How can you make sure that each child has the same advantages as the others?

No amount of money is going to level that playingfield.

realistically, we must work within the budget. We must serve all kids. We need to give extra help to some kids. But we can not make up all differences.

Anonymous said...

It is not the districts duty or responsibility to try to make all things equal for all kids. It is there responsibility to euqlly and properly fund every childs education. That's it.

They are doing that, equitably.

That's not say all schools are performing well. They are not. They need intervention, not MORE $$$$.

Things will never be equal for everyone. It is not the district obligation to solve the problems of society. They are not sociologists.

Anonymous said...

I think that one area we could focus on is course offerings in high schools. That will cost extra money in some schools if there is underenrollment.

AP classes should be available even if they are underenrolled. Popular programs like music, drama, IB should be available in more than one part of the city. Students should be able to get at least 6 periods a day at every high school. College prep curriculum should be available in every high school.

I also think that advanced math classes should be available at every middle school. Not just Washington & Eckstein.

Anonymous said...

I am black, and I can tell you that it is common in black schools and neighborhoods to want the focus of the school to be academics. Traditional, reading, writing and arithmetic. Discipline too.

The earlier poster was right, when he/she said that many black families feel that anything outside of core subjects take away from the academic success of a school. Heck they don't even want recess. Doesn't make sense to me, and I don't buy into it, but I am here to say that it is true, and was not an isolated case at Madrona.

One of my freinds kids came home with a beautiful painting the other day, and her mom looked at me and said "She can color and paint at home, I don't want her wasting her class time painting".

So you see, this is what the community wants. The earlier poster is right. Who is to say whether it's right or wrong. It's what they want. Charlie, says often, go into the community and find out what they want, and then give it to them. Well here it is.

Charlie Mas said...

What is it that the schools are supposed to spend that extra money on? nssp suggests the things that affluent families get for their children.

So we're talking about trips to the zoo and the aquarium, tickets to concerts and plays, computers and books? Do you think these are the things that make the difference?

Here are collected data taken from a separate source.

use std::collections::HashMap;
use std::fmt;

use serde::{Deserialize, Serialize};

use crate::geometry::Vec2;

/// Identifier of an animation within one sequencer.
pub type AnimationId = u32;

/// Immutable description of a sprite-sheet animation.
#[derive(Debug, Clone, PartialEq, Serialize, Deserialize)]
pub struct Animation {
    pub id: AnimationId,
    /// Sheet coordinate of the first frame (top-left).
    pub base_frame: Vec2,
    pub frame_size: Vec2,
    pub rows: u32,
    pub columns: u32,
    pub ms_per_frame: u32,
}

impl Animation {
    pub fn new(
        id: AnimationId,
        base_frame: Vec2,
        frame_size: Vec2,
        rows: u32,
        columns: u32,
        ms_per_frame: u32,
    ) -> Self {
        Self {
            id,
            base_frame,
            frame_size,
            rows,
            columns,
            ms_per_frame,
        }
    }

    /// Single-row strip of `columns` frames.
    pub fn strip(
        id: AnimationId,
        base_frame: Vec2,
        frame_size: Vec2,
        columns: u32,
        ms_per_frame: u32,
    ) -> Self {
        Self::new(id, base_frame, frame_size, 1, columns, ms_per_frame)
    }
}

/// Lookup failure when asking a sequencer for an animation it does not have.
#[derive(Debug, Clone, Copy, PartialEq, Eq)]
pub enum AnimationError {
    Unknown(AnimationId),
}

impl fmt::Display for AnimationError {
    fn fmt(&self, f: &mut fmt::Formatter<'_>) -> fmt::Result {
        match self {
            Self::Unknown(id) => write!(f, "no animation registered with id {id}"),
        }
    }
}

impl std::error::Error for AnimationError {}

/// Frame/time state machine that plays one animation at a time.
#[derive(Debug, Clone, Default)]
pub struct AnimationSequencer {
    animations: HashMap<AnimationId, Animation>,
    current: Option<AnimationId>,
    /// Resumed after one full cycle of a `play_once` animation.
    next: Option<AnimationId>,
    row: u32,
    column: u32,
    accumulator_ms: f64,
    running: bool,
    locked: bool,
}

impl AnimationSequencer {
    pub fn new() -> Self {
        Self::default()
    }

    /// Register an animation, replacing any previous one with the same id.
    pub fn add(&mut self, animation: Animation) {
        self.animations.insert(animation.id, animation);
    }

    pub fn with(mut self, animation: Animation) -> Self {
        self.add(animation);
        self
    }

    pub fn current(&self) -> Option<AnimationId> {
        self.current
    }

    pub fn queued(&self) -> Option<AnimationId> {
        self.next
    }

    pub fn is_running(&self) -> bool {
        self.running
    }

    pub fn is_locked(&self) -> bool {
        self.locked
    }

    /// Current (column, row) within the playing animation.
    pub fn cell(&self) -> (u32, u32) {
        (self.column, self.row)
    }

    /// Sheet coordinate of the frame being shown, if anything is playing.
    pub fn current_frame(&self) -> Option<Vec2> {
        let anim = self.animations.get(&self.current?)?;
        Some(Vec2::new(
            anim.base_frame.x + self.column as f32 * anim.frame_size.x,
            anim.base_frame.y + self.row as f32 * anim.frame_size.y,
        ))
    }

    /// Freeze the current animation: `play`/`play_once` become no-ops until `unlock`.
    pub fn lock(&mut self) {
        self.locked = true;
    }

    pub fn unlock(&mut self) {
        self.locked = false;
    }

    pub fn pause(&mut self) {
        self.running = false;
    }

    pub fn resume(&mut self) {
        if self.current.is_some() {
            self.running = true;
        }
    }

    /// Rewind the current animation to its first frame.
    pub fn reset(&mut self) {
        self.row = 0;
        self.column = 0;
        self.accumulator_ms = 0.0;
    }

    /// Switch to `id` and loop it.
    ///
    /// No-op while locked or when `id` is already current.
    pub fn play(&mut self, id: AnimationId) -> Result<(), AnimationError> {
        if !self.accepts(id) {
            return Ok(());
        }
        self.lookup(id)?;
        self.current = Some(id);
        self.reset();
        self.resume();
        Ok(())
    }

    /// Play `id` for one full cycle, then go back to what was playing before.
    pub fn play_once(&mut self, id: AnimationId) -> Result<(), AnimationError> {
        if !self.accepts(id) {
            return Ok(());
        }
        self.lookup(id)?;
        self.next = self.current;
        self.current = Some(id);
        self.reset();
        self.resume();
        Ok(())
    }

    /// Advance playback by `dt` seconds. At most one frame step per call.
    pub fn update(&mut self, dt: f32) {
        if !self.running {
            return;
        }
        let Some((ms_per_frame, rows, columns)) = self
            .current
            .and_then(|id| self.animations.get(&id))
            .map(|a| (a.ms_per_frame, a.rows, a.columns))
        else {
            return;
        };

        self.accumulator_ms += f64::from(dt) * 1000.0;
        if self.accumulator_ms < f64::from(ms_per_frame) {
            return;
        }

        self.accumulator_ms = 0.0;
        self.column += 1;
        if self.column >= columns {
            self.column = 0;
            self.row += 1;
            if self.row >= rows {
                self.row = 0;
                if let Some(next) = self.next.take() {
                    self.current = Some(next);
                }
            }
        }
    }

    fn accepts(&self, id: AnimationId) -> bool {
        !self.locked && self.current != Some(id)
    }

    fn lookup(&self, id: AnimationId) -> Result<&Animation, AnimationError> {
        self.animations.get(&id).ok_or_else(|| {
            tracing::warn!("AnimationSequencer: no animation with id {id}");
            AnimationError::Unknown(id)
        })
    }
}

Perhaps we should use the money to hire people to take an interest in the low-income students' education, to check their homework, to ask them thought-provoking open-ended questions, to encourage them, to speak to them in Standard English, to model reading, reasoning, and intellectual pursuits, and to tell them that their education is important. Aren't those the things that affluent families do that really makethe biggest difference?

Can someone be hired in that role? Perhaps we should use the money to train their families to do these things. What would that be like? Aren't parenting classes a little paternalistic and condenscending, not to mention culturally narrow?

You know what? Not all families are equally supportive of their children's education. That is a fact which is outside the District's control. All the District can do is encourage every family to be supportive and to show them how. They cannot do it for them, and they sure as hell should not be discouraging any of them.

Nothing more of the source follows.